“Gamma knife” treatment can extend cancer survival
By Will Boggs, MD
NEW YORK (Reuters Health) – Many patients can survive for
years after undergoing effective gamma knife radiosurgery for
cancers that have spread to the brain, according to a new
report.
As many as 40 percent of patients with systemic
malignancies have cancers that spread (metastasize) to the
brain, the authors explain, and radiosurgery of these
metastases can extend survival to 13 months or longer,
depending on the tumor type.
Dr. Douglas Kondziolka from the University of Pittsburgh
Medical Center, Pennsylvania and colleagues assessed 44
patients who survived more than four years after undergoing
radiosurgery to determine clinical and treatment patterns that
affect the outcome.
Gamma knife radiosurgery, which requires no surgical
incision, directs concentrated gamma radiation to a specific
target, reaching brain tumors once considered inoperable.
The study patients represented 6.5 percent of the patients
with brain metastases who underwent radiosurgery between 1988
and 2000 at their institution.

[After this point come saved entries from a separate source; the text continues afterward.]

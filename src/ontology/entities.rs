use std::collections::{BTreeMap, BTreeSet};

use thiserror::Error;

use super::value_objects::Iri;

/// Value carried by an annotation assertion.
#[derive(Clone, Debug, PartialEq, Eq)]
pub enum AnnotationValue {
    /// Lexical form of a literal, language tag and datatype dropped.
    Literal(String),
    /// Annotation pointing at another entity.
    Iri(Iri),
}

impl AnnotationValue {
    /// Returns the literal text, or `None` for IRI values.
    #[must_use]
    pub fn as_literal(&self) -> Option<&str> {
        match self {
            Self::Literal(text) => Some(text),
            Self::Iri(_) => None,
        }
    }
}

/// An annotation assertion attached to a class.
#[derive(Clone, Debug, PartialEq, Eq)]
pub struct Annotation {
    property: Iri,
    value: AnnotationValue,
}

impl Annotation {
    #[must_use]
    pub fn new(property: Iri, value: AnnotationValue) -> Self {
        Self { property, value }
    }

    /// Shorthand for a literal-valued annotation.
    #[must_use]
    pub fn literal(property: Iri, text: impl Into<String>) -> Self {
        Self::new(property, AnnotationValue::Literal(text.into()))
    }

    #[must_use]
    pub fn property(&self) -> &Iri {
        &self.property
    }

    #[must_use]
    pub fn value(&self) -> &AnnotationValue {
        &self.value
    }
}

/// Ontology class definition capturing told axioms and annotations.
#[derive(Clone, Debug, PartialEq, Eq)]
pub struct Class {
    id: Iri,
    annotations: Vec<Annotation>,
    super_classes: BTreeSet<Iri>,
    equivalent_classes: BTreeSet<Iri>,
    disjoint_classes: BTreeSet<Iri>,
}

impl Class {
    /// Creates a new [`Class`] with the supplied identifier.
    #[must_use]
    pub fn new(id: Iri) -> Self {
        Self {
            id,
            annotations: Vec::new(),
            super_classes: BTreeSet::new(),
            equivalent_classes: BTreeSet::new(),
            disjoint_classes: BTreeSet::new(),
        }
    }

    /// Appends an annotation, keeping assertion order.
    #[must_use]
    pub fn with_annotation(mut self, annotation: Annotation) -> Self {
        self.annotations.push(annotation);
        self
    }

    pub fn annotate(&mut self, annotation: Annotation) {
        self.annotations.push(annotation);
    }

    /// Adds a told `rdfs:subClassOf` parent.
    pub fn add_parent(&mut self, parent: Iri) -> bool {
        self.super_classes.insert(parent)
    }

    /// Records a told `owl:equivalentClass` partner.
    pub fn add_equivalent(&mut self, other: Iri) -> bool {
        self.equivalent_classes.insert(other)
    }

    /// Records a told `owl:disjointWith` partner.
    pub fn add_disjoint(&mut self, other: Iri) -> bool {
        self.disjoint_classes.insert(other)
    }

    /// Returns the unique identifier of the class.
    #[must_use]
    pub fn id(&self) -> &Iri {
        &self.id
    }

    /// Annotations in the order they were asserted.
    #[must_use]
    pub fn annotations(&self) -> &[Annotation] {
        &self.annotations
    }

    /// Returns the told parent classes in lexical order.
    #[must_use]
    pub fn parents(&self) -> &BTreeSet<Iri> {
        &self.super_classes
    }

    #[must_use]
    pub fn equivalents(&self) -> &BTreeSet<Iri> {
        &self.equivalent_classes
    }

    #[must_use]
    pub fn disjoints(&self) -> &BTreeSet<Iri> {
        &self.disjoint_classes
    }
}

/// Annotation property declaration with its told super-properties.
#[derive(Clone, Debug, PartialEq, Eq)]
pub struct AnnotationProperty {
    id: Iri,
    super_properties: BTreeSet<Iri>,
}

impl AnnotationProperty {
    #[must_use]
    pub fn new(id: Iri) -> Self {
        Self {
            id,
            super_properties: BTreeSet::new(),
        }
    }

    /// Declares this property an `rdfs:subPropertyOf` the given one.
    pub fn add_super_property(&mut self, parent: Iri) -> bool {
        self.super_properties.insert(parent)
    }

    #[must_use]
    pub fn id(&self) -> &Iri {
        &self.id
    }

    #[must_use]
    pub fn super_properties(&self) -> &BTreeSet<Iri> {
        &self.super_properties
    }
}

/// An ontology individual with its asserted class memberships.
#[derive(Clone, Debug, PartialEq, Eq)]
pub struct Individual {
    id: Iri,
    types: BTreeSet<Iri>,
}

impl Individual {
    /// Creates a new individual with the supplied identifier.
    #[must_use]
    pub fn new(id: Iri) -> Self {
        Self {
            id,
            types: BTreeSet::new(),
        }
    }

    /// Declares that the individual is an instance of the given class.
    pub fn assert_type(&mut self, class: Iri) -> bool {
        self.types.insert(class)
    }

    #[must_use]
    pub fn id(&self) -> &Iri {
        &self.id
    }

    #[must_use]
    pub fn types(&self) -> &BTreeSet<Iri> {
        &self.types
    }
}

/// Aggregates the classes, annotation properties and individuals of one
/// ontology document.
#[derive(Clone, Debug, Default, PartialEq, Eq)]
pub struct Ontology {
    id: Option<Iri>,
    classes: BTreeMap<Iri, Class>,
    annotation_properties: BTreeMap<Iri, AnnotationProperty>,
    individuals: BTreeMap<Iri, Individual>,
}

impl Ontology {
    /// Creates an empty, anonymous ontology.
    #[must_use]
    pub fn new() -> Self {
        Self::default()
    }

    #[must_use]
    pub fn with_id(mut self, id: Iri) -> Self {
        self.id = Some(id);
        self
    }

    /// Adds a class to the ontology, enforcing unique identifiers.
    pub fn add_class(&mut self, class: Class) -> Result<(), OntologyError> {
        let id = class.id().clone();
        if self.classes.contains_key(&id) {
            return Err(OntologyError::DuplicateClass(id));
        }
        self.classes.insert(id, class);
        Ok(())
    }

    /// Returns the class with the given identifier, declaring it first if needed.
    pub fn declare_class(&mut self, id: Iri) -> &mut Class {
        self.classes
            .entry(id)
            .or_insert_with_key(|id| Class::new(id.clone()))
    }

    /// Adds an annotation property, enforcing unique identifiers.
    pub fn add_annotation_property(
        &mut self,
        property: AnnotationProperty,
    ) -> Result<(), OntologyError> {
        let id = property.id().clone();
        if self.annotation_properties.contains_key(&id) {
            return Err(OntologyError::DuplicateAnnotationProperty(id));
        }
        self.annotation_properties.insert(id, property);
        Ok(())
    }

    /// Returns the annotation property with the given identifier, declaring it first if needed.
    pub fn declare_annotation_property(&mut self, id: Iri) -> &mut AnnotationProperty {
        self.annotation_properties
            .entry(id)
            .or_insert_with_key(|id| AnnotationProperty::new(id.clone()))
    }

    /// Adds an individual ensuring it only references known classes.
    pub fn add_individual(&mut self, individual: Individual) -> Result<(), OntologyError> {
        let id = individual.id().clone();
        if self.individuals.contains_key(&id) {
            return Err(OntologyError::DuplicateIndividual(id));
        }
        if let Some(class) = individual
            .types()
            .iter()
            .find(|class| !self.classes.contains_key(*class))
        {
            return Err(OntologyError::MissingClass {
                individual: id,
                class: class.clone(),
            });
        }
        self.individuals.insert(id, individual);
        Ok(())
    }

    /// Returns the ontology identifier, if the document declared one.
    #[must_use]
    pub fn id(&self) -> Option<&Iri> {
        self.id.as_ref()
    }

    #[must_use]
    pub fn class(&self, id: &Iri) -> Option<&Class> {
        self.classes.get(id)
    }

    #[must_use]
    pub fn annotation_property(&self, id: &Iri) -> Option<&AnnotationProperty> {
        self.annotation_properties.get(id)
    }

    /// Returns all classes ordered by identifier.
    #[must_use]
    pub fn classes(&self) -> &BTreeMap<Iri, Class> {
        &self.classes
    }

    #[must_use]
    pub fn annotation_properties(&self) -> &BTreeMap<Iri, AnnotationProperty> {
        &self.annotation_properties
    }

    #[must_use]
    pub fn individuals(&self) -> &BTreeMap<Iri, Individual> {
        &self.individuals
    }
}

/// Errors raised when manipulating an ontology aggregate.
#[derive(Clone, Debug, Error, PartialEq, Eq)]
pub enum OntologyError {
    /// Attempted to add a class with an existing identifier.
    #[error("class `{0}` already exists")]
    DuplicateClass(Iri),
    /// Attempted to add an annotation property with an existing identifier.
    #[error("annotation property `{0}` already exists")]
    DuplicateAnnotationProperty(Iri),
    /// Attempted to add an individual with an existing identifier.
    #[error("individual `{0}` already exists")]
    DuplicateIndividual(Iri),
    /// An individual was typed with a class the ontology does not declare.
    #[error("individual `{individual}` references unknown class `{class}`")]
    MissingClass { individual: Iri, class: Iri },
}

The average survival time of
these patients was 68 months, and 16 patients remained alive at
the time of last follow-up, with a maximum survival of 156
months so far.
At the last follow-up, 99 of 133 (74.4 percent) brain
metastases had regressed, 22 remained unchanged in volume (16.5
percent), and 12 (9 percent) had enlarged, researchers report
in the medical journal Cancer.
Twenty-one of the patients required additional radiosurgery
procedures, the researchers note, with one patient (who lived
for more than 10 years) requiring seven radiosurgeries.
Compared with patients who died within the first three
months after radiosurgery, the survivors had no differences in
age; sex; percentage of lung cancer, melanoma, or kidney
cancer. There were also no differences in radiosurgery dose;
use of prior whole brain radiation therapy; volume of the
largest tumor; or total tumor volume.
Patients who lived more than four years had higher
pre-treatment scores on physical functioning; fewer metastases,
and less cancer in other parts of the body than did patients
who died soon after radiosurgery, the investigators observe.
“Despite our traditional methods to predict how patients
with cancer will fare (cancer type, extent of cancer), some
patients ‘beat the odds’ and do much better than anyone might
have predicted,” Kondziolka told Reuters Health.
To increase the number of these patients, “we should
continue to offer comprehensive cancer care, whenever
appropriate,” even for patients with poor prognostic factors,
such as brain metastases, Kondziolka added. “When I discuss
things with patients, I offer them hope that perhaps they will
do much better than the textbooks might predict.”